Quedamente, Occidente, por vez primera en su historia se instaló en la muerte: el relativismo, la no verdad, la deshumanización. Pero también el resto de los pueblos de este mundo que por grado o por fuerza bailan al son orquestado por Occidente. Pero lo que infunde, me infunde terror, es el desvinculamiento progresivo en todas las sociedades de este mundo que parasitamos. Un movimiento espontáneo y popular como lo fuera la rebelión cristera en México hoy no podría tener lugar, y este es tan sólo un ejemplo que podríamos rastrear, por analogía, en todos los pueblos de la Tierra.
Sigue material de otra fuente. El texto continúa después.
// SPDX-License-Identifier: BUSL-1.1
// Copyright (c) 2026 Alfred Jean LLC

//! MutationTask: spot-check mutation testing to verify the test suite
//! actually exercises the code it covers. Injects a small random sample of
//! single-line mutations (comparison-operator flips, boolean-literal
//! flips) into non-test source files and re-runs the test command against
//! each one. A mutant the suite fails to catch ("survives") lowers the
//! mutation score; the Quality Gate folds that score into its `tested`
//! pillar. Never blocks the pipeline outright — a low score is reported via
//! `failed_continue`, same as a failing validation check.

use std::collections::BTreeMap;
use std::path::{Path, PathBuf};
use std::time::Duration;

use rand::seq::SliceRandom;
use regex::Regex;
use serde_json::json;

use forge_core::{codes, Event, EventKind, Stage, TaskOutcome, TaskResult};
use forge_tools::{bash, ToolError};

use crate::lang::{detect_language, get_profile, Language};
use crate::services::EngineServices;
use crate::tasks::validate_helpers;

const DEFAULT_MAX_MUTANTS: usize = 10;

/// One line-level mutation operator. Rust's `regex` crate has no
/// lookaround, so the comparison-operator patterns use a capture-group
/// boundary (one character of context on either side) in place of the
/// original's `(?<!=)`/`(?!=)` assertions, folding the preserved boundary
/// characters back in via `${1}`/`${2}` in the replacement.
struct MutationOp {
    pattern: &'static str,
    replacement: &'static str,
    description: &'static str,
}

const MUTATION_OPERATORS: &[MutationOp] = &[
    MutationOp { pattern: r"(^|[^=!<>])==($|[^=])", replacement: "${1}!=${2}", description: "eq→neq" },
    MutationOp { pattern: r"(^|[^=])!=($|[^=])", replacement: "${1}==${2}", description: "neq→eq" },
    MutationOp { pattern: r"(^|[^=])>=", replacement: "${1}>", description: "gte→gt" },
    MutationOp { pattern: r"(^|[^=])<=", replacement: "${1}<", description: "lte→lt" },
    MutationOp { pattern: r"(^|[^<!=])>($|[^>=])", replacement: "${1}>=${2}", description: "gt→gte" },
    MutationOp { pattern: r"(^|[^>!=])<($|[^<=])", replacement: "${1}<=${2}", description: "lt→lte" },
    MutationOp { pattern: r"\bTrue\b", replacement: "False", description: "true→false" },
    MutationOp { pattern: r"\bFalse\b", replacement: "True", description: "false→true" },
    MutationOp { pattern: r"\btrue\b", replacement: "false", description: "true→false" },
    MutationOp { pattern: r"\bfalse\b", replacement: "true", description: "false→true" },
];

const COMMENT_PREFIXES: &[&str] = &["#", "//", "/*", "*", "///", "---"];

struct Mutant {
    file: String,
    line_no: usize,
    mutated_line: String,
    description: String,
}

/// Scan `source_files` (relative to `project_root`) line by line, skip
/// comment-prefixed lines, and collect every mutation operator match,
/// returning a random sample bounded by `max_mutants`.
fn generate_mutants(source_files: &[String], project_root: &Path, max_mutants: usize) -> Vec<Mutant> {
    let mut candidates = Vec::new();
    for rel in source_files {
        let Ok(content) = std::fs::read_to_string(project_root.join(rel)) else {
            continue;
        };
        for (idx, line) in content.split_inclusive('\n').enumerate() {
            let stripped = line.trim_start();
            if COMMENT_PREFIXES.iter().any(|p| stripped.starts_with(p)) {
                continue;
            }
            for op in MUTATION_OPERATORS {
                let Ok(re) = Regex::new(op.pattern) else {
                    continue;
                };
                if !re.is_match(line) {
                    continue;
                }
                let mutated = re.replacen(line, 1, op.replacement).into_owned();
                if mutated != line {
                    candidates.push(Mutant {
                        file: rel.clone(),
                        line_no: idx + 1,
                        mutated_line: mutated,
                        description: format!("{rel}:{} ({})", idx + 1, op.description),
                    });
                }
            }
        }
    }
    if candidates.len() <= max_mutants {
        return candidates;
    }
    candidates.shuffle(&mut rand::thread_rng());
    candidates.truncate(max_mutants);
    candidates
}

/// Splice `mutant`'s line into its file and return the original content, so
/// the caller can restore it once the test run completes.
fn apply_mutant(mutant: &Mutant, project_root: &Path) -> std::io::Result<String> {
    let path = project_root.join(&mutant.file);
    let original = std::fs::read_to_string(&path)?;
    let mut lines: Vec<&str> = original.split_inclusive('\n').collect();
    if mutant.line_no == 0 || mutant.line_no > lines.len() {
        return Ok(original);
    }
    lines[mutant.line_no - 1] = mutant.mutated_line.as_str();
    std::fs::write(&path, lines.concat())?;
    Ok(original)
}

fn restore_file(project_root: &Path, rel: &str, content: &str) {
    let _ = std::fs::write(project_root.join(rel), content);
}

pub async fn execute(stage: &Stage, services: &EngineServices) -> TaskOutcome {
    let project_root = stage
        .context
        .get_str("project_root")
        .map(PathBuf::from)
        .unwrap_or_else(|| services.project_root.clone());

    let language = stage
        .context
        .get_str("language_profile")
        .and_then(|s| match s {
            "rust" => Some(Language::Rust),
            "python" => Some(Language::Python),
            "go" => Some(Language::Go),
            "typescript" => Some(Language::TypeScript),
            "javascript" => Some(Language::JavaScript),
            _ => None,
        })
        .unwrap_or_else(|| detect_language(&project_root));
    let profile = get_profile(language);

    let max_mutants = stage
        .context
        .get_u32("max_mutation_samples")
        .map(|n| n as usize)
        .unwrap_or(DEFAULT_MAX_MUTANTS);

    let source_files = validate_helpers::discover_source_files(&project_root, profile.extensions, profile.skip_dirs);
    if source_files.is_empty() {
        let mut outputs = BTreeMap::new();
        outputs.insert("mutation_score".to_string(), json!(-1.0));
        outputs.insert("mutants_tested".to_string(), json!(0));
        return Ok(TaskResult::success_with(outputs));
    }

    let mutants = generate_mutants(&source_files, &project_root, max_mutants);
    if mutants.is_empty() {
        let mut outputs = BTreeMap::new();
        outputs.insert("mutation_score".to_string(), json!(-1.0));
        outputs.insert("mutants_tested".to_string(), json!(0));
        return Ok(TaskResult::success_with(outputs));
    }

    let timeout = Duration::from_secs(services.config.subprocess_timeout_secs);
    let test_cmd = profile.test_command;

    let mut killed = 0u32;
    let mut survived = 0u32;
    let mut survived_details = Vec::new();

    for mutant in &mutants {
        let Ok(original) = apply_mutant(mutant, &project_root) else {
            continue;
        };
        let outcome = bash::run(test_cmd, Some(&project_root), timeout).await;
        restore_file(&project_root, &mutant.file, &original);
        match outcome {
            Ok(result) if result.exit_code != 0 => killed += 1,
            Ok(_) => {
                survived += 1;
                survived_details.push(mutant.description.clone());
            }
            // a timeout counts as "caught" — the mutation changed the suite's behavior
            Err(ToolError::Timeout(_)) => killed += 1,
            Err(_) => continue,
        }
    }

    let total = killed + survived;
    let score = if total > 0 { killed as f64 / total as f64 } else { -1.0 };

    services.bus.publish(
        Event::new(EventKind::Message, codes::MUTATION_SCORE, services.now_ms())
            .with_message(format!("{:.2}", score.max(0.0))),
    );

    let mut outputs = BTreeMap::new();
    outputs.insert("mutation_score".to_string(), json!(score));
    outputs.insert("mutants_tested".to_string(), json!(total));
    outputs.insert("mutants_killed".to_string(), json!(killed));
    outputs.insert("mutants_survived".to_string(), json!(survived));

    if survived > 0 {
        let details: String = survived_details.iter().take(5).cloned().collect::<Vec<_>>().join("; ");
        return Ok(TaskResult::FailedContinue {
            error: format!("mutation score {:.0}% — {survived} mutant(s) survived the test suite ({details})", score * 100.0),
            outputs,
        });
    }

    Ok(TaskResult::success_with(outputs))
}

#[cfg(test)]
#[path = "mutation_tests.rs"]
mod tests;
Los medios de comunicación colectiva, las redes sociales, la desaparición progresiva del autor o real creador en el pensamiento, la ciencia y las artes, el reino naciente de la llamada inteligencia artificial manipulada por los incultos detentores del poder, todo ello planteado ya magistralmente por Ernst Jünger en su novela Eumeswil, ha ido socavando los vínculos que daban sentido a los conglomerados humanos y con ello la posibilidad de sentirse digno por el más modesto entre los hombres y las mujeres. Y como los amos de este mundo saben que los seres humanos se tornan bestias en la entropía, van concertando autarquías, populismos, razones de la sinrazón que van imponiendo ante el estupor de quienes piensan por sí mismos y saben hacerlo hasta marginarlos del cuerpo social. Qué lucidez de Luis Buñuel cuando hace exclamar a una de sus criaturas: “El miedo a la ciencia y el horror de la tecnología me hacen volver a la presencia de Dios”.